▸ **EXERCISE PROMPT**: Every line below should be repeated exactly as written.

[Recorded data]
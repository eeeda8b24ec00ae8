use std::path::Path;

use serde_json::Value;
use tracing::{debug, info, warn};

use crate::args::{CheckArgs, HeadersArgs, PayloadArgs, UrlArgs};
use loadkit::config::types::{CheckConfig, ConfigFile};
use loadkit::config::{build_request_builder, resolve_base_url};
use loadkit::error::{AppError, AppResult};
use loadkit::request::{RequestBuilder, build_payload, parse_auth_pair};
use loadkit::validate::{
    DurationCheck, JsonType, ValidationResult, has_expected_status, has_min_length,
    parse_json_safely, validate_response, validate_schema,
};

fn builder_for(base_url: Option<&str>, config: Option<&ConfigFile>) -> AppResult<RequestBuilder> {
    let base = resolve_base_url(base_url, None, config).map_err(AppError::config)?;
    build_request_builder(&base, config)
}

pub(super) fn render_url(args: &UrlArgs, config: Option<&ConfigFile>) -> AppResult<String> {
    let builder = builder_for(args.base_url.as_deref(), config)?;
    let url = builder.build_url_with_query(
        &args.path,
        args.query
            .iter()
            .map(|(key, value)| (key.as_str(), value.as_deref())),
    );
    debug!(url = %url, "Built URL");
    Ok(url)
}

fn read_text_arg(raw: &str) -> AppResult<String> {
    raw.strip_prefix('@').map_or_else(
        || Ok(raw.to_owned()),
        |path| std::fs::read_to_string(Path::new(path)).map_err(AppError::from),
    )
}

pub(super) fn render_payload(args: &PayloadArgs) -> AppResult<String> {
    let text = read_text_arg(&args.data)?;
    let value: Value = serde_json::from_str(&text)?;
    build_payload(&value).map_err(AppError::request)
}

pub(super) fn render_headers(
    args: &HeadersArgs,
    config: Option<&ConfigFile>,
) -> AppResult<String> {
    let mut builder = builder_for(args.base_url.as_deref(), config)?;
    if let Some(content_type) = args.content_type.as_deref() {
        builder.set_content_type(content_type)?;
    }
    builder.set_headers(args.headers.iter().map(|(key, value)| (key, value)))?;
    if let Some(token) = args.bearer.as_deref() {
        builder.set_bearer_token(token)?;
    }
    if let Some(pair) = args.basic_auth.as_deref() {
        let (username, password) = parse_auth_pair(pair).map_err(AppError::request)?;
        builder.set_basic_auth(&username, &password)?;
    }
    for key in &args.remove {
        builder.remove_header(key);
    }
    Ok(serde_json::to_string_pretty(&builder.headers())?)
}

/// Result of `loadkit check`: the rendered JSON plus the verdict.
pub(super) struct CheckReport {
    pub(super) result: ValidationResult,
    pub(super) rendered: String,
}

impl CheckReport {
    pub(super) fn into_outcome(self) -> AppResult<()> {
        if self.result.valid {
            return Ok(());
        }
        Err(AppError::check_failed(self.result.reasons().join("; ")))
    }
}

fn read_body(args: &CheckArgs) -> AppResult<Value> {
    let text = match (&args.body, &args.body_file) {
        (Some(body), _) => body.clone(),
        (None, Some(path)) => std::fs::read_to_string(path)?,
        (None, None) => return Ok(Value::Null),
    };
    Ok(parse_json_safely(&text).unwrap_or_else(|| Value::String(text)))
}

struct CheckPlan {
    required: Vec<String>,
    schema: Vec<(String, JsonType)>,
    expected_status: Option<u16>,
    min_items: Option<usize>,
    max_duration_ms: Option<f64>,
}

impl CheckPlan {
    fn new(args: &CheckArgs, config: Option<&CheckConfig>) -> Self {
        let defaults = config.cloned().unwrap_or_default();
        let required = if args.require.is_empty() {
            defaults.required_fields.unwrap_or_default()
        } else {
            args.require.clone()
        };
        let schema = if args.schema.is_empty() {
            defaults
                .schema
                .map(|schema| schema.into_iter().collect())
                .unwrap_or_default()
        } else {
            args.schema.clone()
        };
        Self {
            required,
            schema,
            expected_status: args.expect_status.or(defaults.expected_status),
            min_items: args.min_items.or(defaults.min_items),
            max_duration_ms: args.max_duration_ms.or(defaults.max_duration_ms),
        }
    }
}

pub(super) fn run_check(args: &CheckArgs, config: Option<&ConfigFile>) -> AppResult<CheckReport> {
    let plan = CheckPlan::new(args, config.and_then(|file| file.check.as_ref()));
    let body = read_body(args)?;

    let duration = match (args.duration_ms, plan.max_duration_ms) {
        (Some(observed), Some(max)) => Some(DurationCheck::new(observed, max)),
        (None, Some(_)) => {
            warn!("A maximum duration was set without --duration-ms; skipping the latency check");
            None
        }
        (Some(_) | None, None) => None,
    };

    let required: Vec<&str> = plan.required.iter().map(String::as_str).collect();
    let mut result = validate_response(args.status, &body, &required, duration);

    if !plan.schema.is_empty() {
        let schema = plan
            .schema
            .iter()
            .map(|(field, json_type)| (field.as_str(), json_type.as_str()));
        result = result.merge(validate_schema(&body, schema));
    }
    if let Some(expected) = plan.expected_status
        && !has_expected_status(args.status, expected)
    {
        result = result.merge(ValidationResult::from_errors(vec![format!(
            "Expected status {}, got {}",
            expected, args.status
        )]));
    }
    if let Some(min_items) = plan.min_items
        && !has_min_length(&body, min_items)
    {
        result = result.merge(ValidationResult::from_errors(vec![format!(
            "Expected an array body with at least {} item(s)",
            min_items
        )]));
    }

    if result.valid {
        info!(status = args.status, "Response check passed");
    } else {
        warn!(status = args.status, "Response check failed");
    }
    let rendered = serde_json::to_string_pretty(&result)?;
    Ok(CheckReport { result, rendered })
}
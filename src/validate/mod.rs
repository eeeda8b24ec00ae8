//! Response checks for load-test iterations.
//!
//! Every function here is pure and total: malformed input degrades to a
//! negative result plus a `tracing` diagnostic instead of an error. Safe to
//! call from any number of virtual users at once.
mod body;
mod fields;
mod performance;
mod response;
mod result;
mod status;


pub use body::{has_response_body, is_valid_json, parse_json_safely};
pub use fields::{
    JsonType, has_expected_type, has_min_length, has_required_fields, type_name,
    validate_required_fields, validate_schema,
};
pub use performance::{DurationCheck, meets_performance_thresholds};
pub use response::validate_response;
pub use result::{FieldValidationResult, TypeMismatch, ValidationDetails, ValidationResult};
pub use status::{has_expected_status, is_client_error, is_server_error, is_successful};
#[must_use]
pub const fn is_successful(status: u16) -> bool {
    matches!(status, 200..=299)
}

#[must_use]
pub const fn is_client_error(status: u16) -> bool {
    matches!(status, 400..=499)
}

#[must_use]
pub const fn is_server_error(status: u16) -> bool {
    matches!(status, 500..=599)
}

#[must_use]
pub const fn has_expected_status(status: u16, expected: u16) -> bool {
    status == expected
}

▸ **ANSWER TO THIS EXERCISE**:
repository eeeda8b24ec00ae8
use std::path::Path;

use serde_json::Value;
use tracing::{debug, info, warn};

use crate::args::{CheckArgs, HeadersArgs, PayloadArgs, UrlArgs};
use loadkit::config::types::{CheckConfig, ConfigFile};
use loadkit::config::{build_request_builder, resolve_base_url};
use loadkit::error::{AppError, AppResult};
use loadkit::request::{RequestBuilder, build_payload, parse_auth_pair};
use loadkit::validate::{
    DurationCheck, JsonType, ValidationResult, has_expected_status, has_min_length,
    parse_json_safely, validate_response, validate_schema,
};

fn builder_for(base_url: Option<&str>, config: Option<&ConfigFile>) -> AppResult<RequestBuilder> {
    let base = resolve_base_url(base_url, None, config).map_err(AppError::config)?;
    build_request_builder(&base, config)
}

pub(super) fn render_url(args: &UrlArgs, config: Option<&ConfigFile>) -> AppResult<String> {
    let builder = builder_for(args.base_url.as_deref(), config)?;
    let url = builder.build_url_with_query(
        &args.path,
        args.query
            .iter()
            .map(|(key, value)| (key.as_str(), value.as_deref())),
    );
    debug!(url = %url, "Built URL");
    Ok(url)
}

fn read_text_arg(raw: &str) -> AppResult<String> {
    raw.strip_prefix('@').map_or_else(
        || Ok(raw.to_owned()),
        |path| std::fs::read_to_string(Path::new(path)).map_err(AppError::from),
    )
}

pub(super) fn render_payload(args: &PayloadArgs) -> AppResult<String> {
    let text = read_text_arg(&args.data)?;
    let value: Value = serde_json::from_str(&text)?;
    build_payload(&value).map_err(AppError::request)
}

pub(super) fn render_headers(
    args: &HeadersArgs,
    config: Option<&ConfigFile>,
) -> AppResult<String> {
    let mut builder = builder_for(args.base_url.as_deref(), config)?;
    if let Some(content_type) = args.content_type.as_deref() {
        builder.set_content_type(content_type)?;
    }
    builder.set_headers(args.headers.iter().map(|(key, value)| (key, value)))?;
    if let Some(token) = args.bearer.as_deref() {
        builder.set_bearer_token(token)?;
    }
    if let Some(pair) = args.basic_auth.as_deref() {
        let (username, password) = parse_auth_pair(pair).map_err(AppError::request)?;
        builder.set_basic_auth(&username, &password)?;
    }
    for key in &args.remove {
        builder.remove_header(key);
    }
    Ok(serde_json::to_string_pretty(&builder.headers())?)
}

/// Result of `loadkit check`: the rendered JSON plus the verdict.
pub(super) struct CheckReport {
    pub(super) result: ValidationResult,
    pub(super) rendered: String,
}

impl CheckReport {
    pub(super) fn into_outcome(self) -> AppResult<()> {
        if self.result.valid {
            return Ok(());
        }
        Err(AppError::check_failed(self.result.reasons().join("; ")))
    }
}

fn read_body(args: &CheckArgs) -> AppResult<Value> {
    let text = match (&args.body, &args.body_file) {
        (Some(body), _) => body.clone(),
        (None, Some(path)) => std::fs::read_to_string(path)?,
        (None, None) => return Ok(Value::Null),
    };
    Ok(parse_json_safely(&text).unwrap_or_else(|| Value::String(text)))
}

struct CheckPlan {
    required: Vec<String>,
    schema: Vec<(String, JsonType)>,
    expected_status: Option<u16>,
    min_items: Option<usize>,
    max_duration_ms: Option<f64>,
}

impl CheckPlan {
    fn new(args: &CheckArgs, config: Option<&CheckConfig>) -> Self {
        let defaults = config.cloned().unwrap_or_default();
        let required = if args.require.is_empty() {
            defaults.required_fields.unwrap_or_default()
        } else {
            args.require.clone()
        };
        let schema = if args.schema.is_empty() {
            defaults
                .schema
                .map(|schema| schema.into_iter().collect())
                .unwrap_or_default()
        } else {
            args.schema.clone()
        };
        Self {
            required,
            schema,
            expected_status: args.expect_status.or(defaults.expected_status),
            min_items: args.min_items.or(defaults.min_items),
            max_duration_ms: args.max_duration_ms.or(defaults.max_duration_ms),
        }
    }
}

pub(super) fn run_check(args: &CheckArgs, config: Option<&ConfigFile>) -> AppResult<CheckReport> {
    let plan = CheckPlan::new(args, config.and_then(|file| file.check.as_ref()));
    let body = read_body(args)?;

    let duration = match (args.duration_ms, plan.max_duration_ms) {
        (Some(observed), Some(max)) => Some(DurationCheck::new(observed, max)),
        (None, Some(_)) => {
            warn!("A maximum duration was set without --duration-ms; skipping the latency check");
            None
        }
        (Some(_) | None, None) => None,
    };

    let required: Vec<&str> = plan.required.iter().map(String::as_str).collect();
    let mut result = validate_response(args.status, &body, &required, duration);

    if !plan.schema.is_empty() {
        let schema = plan
            .schema
            .iter()
            .map(|(field, json_type)| (field.as_str(), json_type.as_str()));
        result = result.merge(validate_schema(&body, schema));
    }
    if let Some(expected) = plan.expected_status
        && !has_expected_status(args.status, expected)
    {
        result = result.merge(ValidationResult::from_errors(vec![format!(
            "Expected status {}, got {}",
            expected, args.status
        )]));
    }
    if let Some(min_items) = plan.min_items
        && !has_min_length(&body, min_items)
    {
        result = result.merge(ValidationResult::from_errors(vec![format!(
            "Expected an array body with at least {} item(s)",
            min_items
        )]));
    }

    if result.valid {
        info!(status = args.status, "Response check passed");
    } else {
        warn!(status = args.status, "Response check failed");
    }
    let rendered = serde_json::to_string_pretty(&result)?;
    Ok(CheckReport { result, rendered })
}
filename src/validate/mod.rs
repository eeeda8b24ec00ae8
//! Response checks for load-test iterations.
//!
//! Every function here is pure and total: malformed input degrades to a
//! negative result plus a `tracing` diagnostic instead of an error. Safe to
//! call from any number of virtual users at once.
mod body;
mod fields;
mod performance;
mod response;
mod result;
mod status;


pub use body::{has_response_body, is_valid_json, parse_json_safely};
pub use fields::{
    JsonType, has_expected_type, has_min_length, has_required_fields, type_name,
    validate_required_fields, validate_schema,
};
pub use performance::{DurationCheck, meets_performance_thresholds};
pub use response::validate_response;
pub use result::{FieldValidationResult, TypeMismatch, ValidationDetails, ValidationResult};
pub use status::{has_expected_status, is_client_error, is_server_error, is_successful};
#[must_use]
pub const fn is_successful(status: u16) -> bool {
    matches!(status, 200..=299)
}

#[must_use]
pub const fn is_client_error(status: u16) -> bool {
    matches!(status, 400..=499)
}

#[must_use]
pub const fn is_server_error(status: u16) -> bool {
    matches!(status, 500..=599)
}

#[must_use]
pub const fn has_expected_status(status: u16, expected: u16) -> bool {
    status == expected
}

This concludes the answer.